Each line below with the string "they" should be copied.

Start of RECORDS FOR PROCESSING

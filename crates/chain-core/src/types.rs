//! Core domain types shared by the query, graph, and CLI crates.
//!
//! These mirror spec.md §3's data model: `RawAlarm`/`RawLog` are the
//! immutable records fetched from the search backend; `IpMappingRelation`
//! is the per-invocation input describing which hosts to investigate and
//! how they were pre-correlated with network-side alerts.

use std::collections::{HashMap, HashSet};

use serde::{Deserialize, Serialize};

/// Sentinel prefix marking a synthesized log entry (as opposed to one
/// actually fetched from the log index).
pub const VIRTUAL_LOG_PREFIX: &str = "VIRTUAL_LOG_";

/// Threat severity, accepting both English tokens and their Chinese
/// equivalents. Unknown tokens map to `Unknown`. Ordered low to high so
/// `Ord`/`max` give the expected "most severe wins" behavior.
#[derive(Debug, Default, Clone, Copy, PartialEq, Eq, PartialOrd, Ord, Hash, Serialize, Deserialize)]
#[serde(from = "String", into = "String")]
pub enum Severity {
    #[default]
    Unknown,
    Low,
    Medium,
    High,
}

impl Severity {
    /// Weight used by `AlarmElector`'s group scoring (spec.md §4.1).
    pub fn election_weight(self) -> f64 {
        match self {
            Severity::High => 100.0,
            Severity::Medium => 50.0,
            Severity::Low => 20.0,
            Severity::Unknown => 0.0,
        }
    }
}

impl From<String> for Severity {
    fn from(s: String) -> Self {
        match s.trim() {
            "HIGH" | "high" | "高" => Severity::High,
            "MEDIUM" | "medium" | "中" => Severity::Medium,
            "LOW" | "low" | "低" => Severity::Low,
            _ => Severity::Unknown,
        }
    }
}

impl From<Severity> for String {
    fn from(s: Severity) -> Self {
        match s {
            Severity::High => "HIGH",
            Severity::Medium => "MEDIUM",
            Severity::Low => "LOW",
            Severity::Unknown => "UNKNOWN",
        }
        .to_string()
    }
}

/// The log/alert category. `Other` preserves any value outside the known
/// set instead of discarding it (spec.md §3: "logType ∈ {process,file,
/// network,domain,registry,…}").
#[derive(Debug, Clone, PartialEq, Eq, Hash, Serialize, Deserialize)]
#[serde(from = "String", into = "String")]
pub enum LogType {
    Process,
    File,
    Network,
    Domain,
    Registry,
    Other(String),
}

impl LogType {
    pub fn as_str(&self) -> &str {
        match self {
            LogType::Process => "process",
            LogType::File => "file",
            LogType::Network => "network",
            LogType::Domain => "domain",
            LogType::Registry => "registry",
            LogType::Other(s) => s.as_str(),
        }
    }
}

impl From<String> for LogType {
    fn from(s: String) -> Self {
        match s.to_lowercase().as_str() {
            "process" => LogType::Process,
            "file" => LogType::File,
            "network" => LogType::Network,
            "domain" => LogType::Domain,
            "registry" => LogType::Registry,
            _ => LogType::Other(s),
        }
    }
}

impl From<LogType> for String {
    fn from(lt: LogType) -> String {
        lt.as_str().to_string()
    }
}

/// Type-specific payload fields recognized in §6's alert/log projections.
/// A nullable-per-field record rather than one variant per log type — the
/// same allowance spec.md §9 grants the entity payload on `IncidentNode`.
#[derive(Debug, Clone, Default, Serialize, Deserialize)]
#[serde(rename_all = "camelCase")]
pub struct EventPayload {
    pub process_name: Option<String>,
    pub process_path: Option<String>,
    pub command_line: Option<String>,
    pub parent_process_name: Option<String>,
    pub parent_process_path: Option<String>,
    pub file_name: Option<String>,
    pub file_path: Option<String>,
    pub file_size: Option<u64>,
    pub target_filename: Option<String>,
    pub file_md5: Option<String>,
    pub file_type: Option<String>,
    pub source_ip: Option<String>,
    pub source_port: Option<u16>,
    pub dest_ip: Option<String>,
    pub dest_port: Option<u16>,
    pub domain_name: Option<String>,
    pub request_domain: Option<String>,
    pub query_results: Option<String>,
    pub target_object: Option<String>,
    pub reg_value: Option<String>,
}

/// An immutable EDR alert, as fetched from the alarm index.
#[derive(Debug, Clone, Serialize, Deserialize)]
#[serde(rename_all = "camelCase")]
pub struct RawAlarm {
    pub event_id: String,
    pub trace_id: String,
    pub host_address: String,
    pub process_guid: Option<String>,
    pub parent_process_guid: Option<String>,
    pub threat_severity: Severity,
    pub alarm_source: String,
    pub start_time: String,
    pub end_time: Option<String>,
    pub log_type: LogType,
    pub op_type: String,
    pub alarm_name: Option<String>,
    #[serde(default)]
    pub payload: EventPayload,
    /// Free-form bag holding `dvcAction`, `alarmDescription`, `alarmSource`,
    /// `alarmResults` and anything else the backend returns.
    #[serde(default)]
    pub other_fields: serde_json::Value,
}

/// An immutable raw telemetry record, as fetched from the log index.
#[derive(Debug, Clone, Serialize, Deserialize)]
#[serde(rename_all = "camelCase")]
pub struct RawLog {
    pub event_id: String,
    pub trace_id: String,
    pub host_address: String,
    pub process_guid: Option<String>,
    pub parent_process_guid: Option<String>,
    pub start_time: String,
    pub log_type: LogType,
    pub op_type: String,
    pub event_type: String,
    #[serde(default)]
    pub payload: EventPayload,
}

impl RawLog {
    /// A log is virtual iff its `eventId` begins with `VIRTUAL_LOG_`.
    pub fn is_virtual(&self) -> bool {
        self.event_id.starts_with(VIRTUAL_LOG_PREFIX)
    }

    /// Synthesize a virtual log for a staged parent node, derived from a
    /// child log's `parent*` fields (spec.md §4.2 Phase B).
    pub fn synthesize_virtual_parent(child: &RawLog, parent_id: &str) -> RawLog {
        RawLog {
            event_id: format!("{VIRTUAL_LOG_PREFIX}{parent_id}"),
            trace_id: child.trace_id.clone(),
            host_address: child.host_address.clone(),
            process_guid: Some(parent_id.to_string()),
            parent_process_guid: None,
            start_time: child.start_time.clone(),
            log_type: LogType::Process,
            op_type: "create".to_string(),
            event_type: "process".to_string(),
            payload: EventPayload {
                process_name: child.payload.parent_process_name.clone(),
                process_path: child.payload.parent_process_path.clone(),
                ..Default::default()
            },
        }
    }
}

/// Per-invocation input describing which hosts to investigate and how they
/// were pre-correlated with network-side alerts (spec.md §3).
#[derive(Debug, Clone, Default, Serialize, Deserialize)]
#[serde(rename_all = "camelCase")]
pub struct IpMappingRelation {
    #[serde(default)]
    pub has_network_association: HashMap<String, bool>,
    #[serde(default)]
    pub associated_alert_event_id: HashMap<String, String>,
    #[serde(default)]
    pub log_id: HashMap<String, String>,
    #[serde(default)]
    pub trace_id: HashMap<String, String>,
}

impl IpMappingRelation {
    /// All host IPs referenced by any of the four maps, sorted for
    /// deterministic batch ordering.
    pub fn ips(&self) -> Vec<String> {
        let mut set: HashSet<&String> = HashSet::new();
        set.extend(self.has_network_association.keys());
        set.extend(self.associated_alert_event_id.keys());
        set.extend(self.log_id.keys());
        set.extend(self.trace_id.keys());
        let mut ips: Vec<String> = set.into_iter().cloned().collect();
        ips.sort();
        ips
    }

    pub fn has_association(&self, ip: &str) -> bool {
        self.has_network_association.get(ip).copied().unwrap_or(false)
    }

    pub fn associated_event_id(&self, ip: &str) -> Option<&str> {
        self.associated_alert_event_id.get(ip).map(|s| s.as_str())
    }

    pub fn log_id(&self, ip: &str) -> Option<&str> {
        self.log_id.get(ip).map(|s| s.as_str())
    }

    pub fn trace_id_hint(&self, ip: &str) -> Option<&str> {
        self.trace_id.get(ip).map(|s| s.as_str())
    }

    /// All associated alert event IDs across every host — used by the
    /// pruner's must-keep set (spec.md §4.6).
    pub fn all_associated_event_ids(&self) -> HashSet<String> {
        self.associated_alert_event_id.values().cloned().collect()
    }
}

End of RECORDS FOR PROCESSING

- RESULT OF THIS EXERCISE
//! how they were pre-correlated with network-side alerts.
/// Per-invocation input describing which hosts to investigate and how they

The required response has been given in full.